Showing posts with label pregnancy. Show all posts
Showing posts with label pregnancy. Show all posts

Monday, September 27, 2010

So, I was at church last Sunday when...

...my water broke. But I didn't realize it for it was no big gush of water like everyone talks about. I know, looking back, really stupid of me. I called my doctor when we got home and he told me to head to the hospital to get checked out. Naively, at this point, I still thought I'd be coming home. I did throw some things in a bag "just in case" but I certainly didn't do a thorough packing job. The girls went across the street to Beth's and we headed to Marymount.

Here's what turned out to be my last picture pregnant with Ryan, taken in the hospital parking lot around 2:30 pm.

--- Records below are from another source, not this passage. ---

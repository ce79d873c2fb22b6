use crate::error::{CheckpointError, ModelLoadError};
use crate::persistence::{read_json, write_json};
use crate::players::rate;
use serde::{Deserialize, Serialize};
use std::fmt;
use std::path::Path;

/// One row of [`TrainingStats`].
#[derive(Debug, Clone, Copy, PartialEq, Eq)]
pub struct EpisodeRecord {
    /// 1-based number of the episode.
    pub episode: u64,
    pub agent1_wins: u64,
    pub agent2_wins: u64,
    pub draws: u64,
    pub agent1_reward: i32,
    pub agent2_reward: i32,
}

/// Per-episode history of a training run, stored one array per field.
///
/// Win and draw columns are cumulative; reward columns hold the result of
/// that single episode (+1, -1 or 0). No field has a default, so a stats
/// file missing any of the arrays is rejected on load.
#[derive(Debug, Clone, Default, PartialEq, Eq, Serialize, Deserialize)]
pub struct TrainingStats {
    episodes: Vec<u64>,
    agent1_wins: Vec<u64>,
    agent2_wins: Vec<u64>,
    draws: Vec<u64>,
    agent1_rewards: Vec<i32>,
    agent2_rewards: Vec<i32>,
}

impl TrainingStats {
    pub fn new() -> Self {
        Self::default()
    }

    pub fn push(&mut self, record: EpisodeRecord) {
        self.episodes.push(record.episode);
        self.agent1_wins.push(record.agent1_wins);
        self.agent2_wins.push(record.agent2_wins);
        self.draws.push(record.draws);
        self.agent1_rewards.push(record.agent1_reward);
        self.agent2_rewards.push(record.agent2_reward);
    }

    pub fn len(&self) -> usize {
        self.episodes.len()
    }

    pub fn is_empty(&self) -> bool {
        self.episodes.is_empty()
    }

    pub fn get(&self, index: usize) -> Option<EpisodeRecord> {
        Some(EpisodeRecord {
            episode: *self.episodes.get(index)?,
            agent1_wins: *self.agent1_wins.get(index)?,
            agent2_wins: *self.agent2_wins.get(index)?,
            draws: *self.draws.get(index)?,
            agent1_reward: *self.agent1_rewards.get(index)?,
            agent2_reward: *self.agent2_rewards.get(index)?,
        })
    }

    pub fn last(&self) -> Option<EpisodeRecord> {
        self.len().checked_sub(1).and_then(|index| self.get(index))
    }

    pub fn records(&self) -> impl Iterator<Item = EpisodeRecord> + '_ {
        (0..self.len()).filter_map(|index| self.get(index))
    }

    /// Checks that every column has the same length.
    pub fn validate(&self) -> Result<(), String> {
        let lengths = [
            ("agent1_wins", self.agent1_wins.len()),
            ("agent2_wins", self.agent2_wins.len()),
            ("draws", self.draws.len()),
            ("agent1_rewards", self.agent1_rewards.len()),
            ("agent2_rewards", self.agent2_rewards.len()),
        ];
        match lengths.iter().find(|(_, len)| *len != self.episodes.len()) {
            Some((name, len)) => Err(format!(
                "'{name}' has {len} entries but 'episodes' has {}",
                self.episodes.len()
            )),
            None => Ok(()),
        }
    }

    pub fn save(&self, path: &Path) -> Result<(), CheckpointError> {
        write_json(path, self)
    }

    pub fn load(path: &Path) -> Result<Self, ModelLoadError> {
        let stats: TrainingStats = read_json(path)?;
        stats.validate().map_err(|message| ModelLoadError::Schema {
            path: path.to_path_buf(),
            message,
        })?;
        Ok(stats)
    }

    /// Totals and rates as of the last recorded episode.
    pub fn summary(&self) -> StatsSummary {
        let last = self.last();
        let agent1_wins = last.map_or(0, |r| r.agent1_wins);
        let agent2_wins = last.map_or(0, |r| r.agent2_wins);
        let draws = last.map_or(0, |r| r.draws);
        let games = agent1_wins + agent2_wins + draws;
        StatsSummary {
            episodes: self.len(),
            agent1_wins,
            agent2_wins,
            draws,
            agent1_win_rate: rate(agent1_wins, games),
            agent2_win_rate: rate(agent2_wins, games),
            draw_rate: rate(draws, games),
        }
    }

    /// Moving averages of the cumulative win-rate curves over `window`
    /// episodes. Only full windows are reported, so the result is empty when
    /// fewer than `window` episodes were recorded or `window` is 0.
    pub fn moving_win_rates(&self, window: usize) -> MovingWinRates {
        let mut moving = MovingWinRates::default();
        if window == 0 || window > self.len() {
            return moving;
        }
        let curve: Vec<(f64, f64)> = self
            .records()
            .map(|r| {
                let games = r.agent1_wins + r.agent2_wins + r.draws;
                (rate(r.agent1_wins, games), rate(r.agent2_wins, games))
            })
            .collect();
        for (end, slice) in curve.windows(window).enumerate() {
            let (sum1, sum2) = slice
                .iter()
                .fold((0.0, 0.0), |(s1, s2), (r1, r2)| (s1 + r1, s2 + r2));
            moving.episodes.push(self.episodes[end + window - 1]);
            moving.agent1.push(sum1 / window as f64);
            moving.agent2.push(sum2 / window as f64);
        }
        moving
    }
}

#[derive(Debug, Clone, Copy, PartialEq)]
pub struct StatsSummary {
    pub episodes: usize,
    pub agent1_wins: u64,
    pub agent2_wins: u64,
    pub draws: u64,
    pub agent1_win_rate: f64,
    pub agent2_win_rate: f64,
    pub draw_rate: f64,
}

impl fmt::Display for StatsSummary {
    fn fmt(&self, f: &mut fmt::Formatter) -> fmt::Result {
        writeln!(f, "episodes: {}", self.episodes)?;
        writeln!(
            f,
            "agent1 wins: {} ({:.1}%)",
            self.agent1_wins,
            self.agent1_win_rate * 100.0
        )?;
        writeln!(
            f,
            "agent2 wins: {} ({:.1}%)",
            self.agent2_wins,
            self.agent2_win_rate * 100.0
        )?;
        write!(f, "draws: {} ({:.1}%)", self.draws, self.draw_rate * 100.0)
    }
}

#[derive(Debug, Clone, Default, PartialEq)]
pub struct MovingWinRates {
    /// Episode number at the end of each window.
    pub episodes: Vec<u64>,
    pub agent1: Vec<f64>,
    pub agent2: Vec<f64>,
}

I soon found out that yes, my water broke and yes, I was going to be having a c-section that day. This was totally a surprise to me. Emma was 9 days late and Mackenzie made it to her scheduled c-section date 6 days before her due date. I thought there was no way I'd ever go early. I'd thought I had the whole next week to get the last few things done on my to-do list, to have a special day out with the girls, to get some errands done, to just rest. But Ryan didn't want to wait any more and he was coming 11 days early, 9 days before his scheduled c-section. Finding out he was going to be born this day was exciting. Not so exciting was the fact that because I had eaten lunch - since I didn't really think my water had broke - I had to wait 8 hours from when I ate to have the c-section. Which was 9:30 that night. Which meant I got to hang out in that hospital bed for 7 hours.

About 9:30 I walked down to the operating room, got my spinal and shortly after Ryan Michael was born. September 19th, 2010. 10:02 pm. 6lbs, 12.3 oz and 19 inches long. Absolutely beautiful.





Holding him for the first time in recovery, around 11:45 that night.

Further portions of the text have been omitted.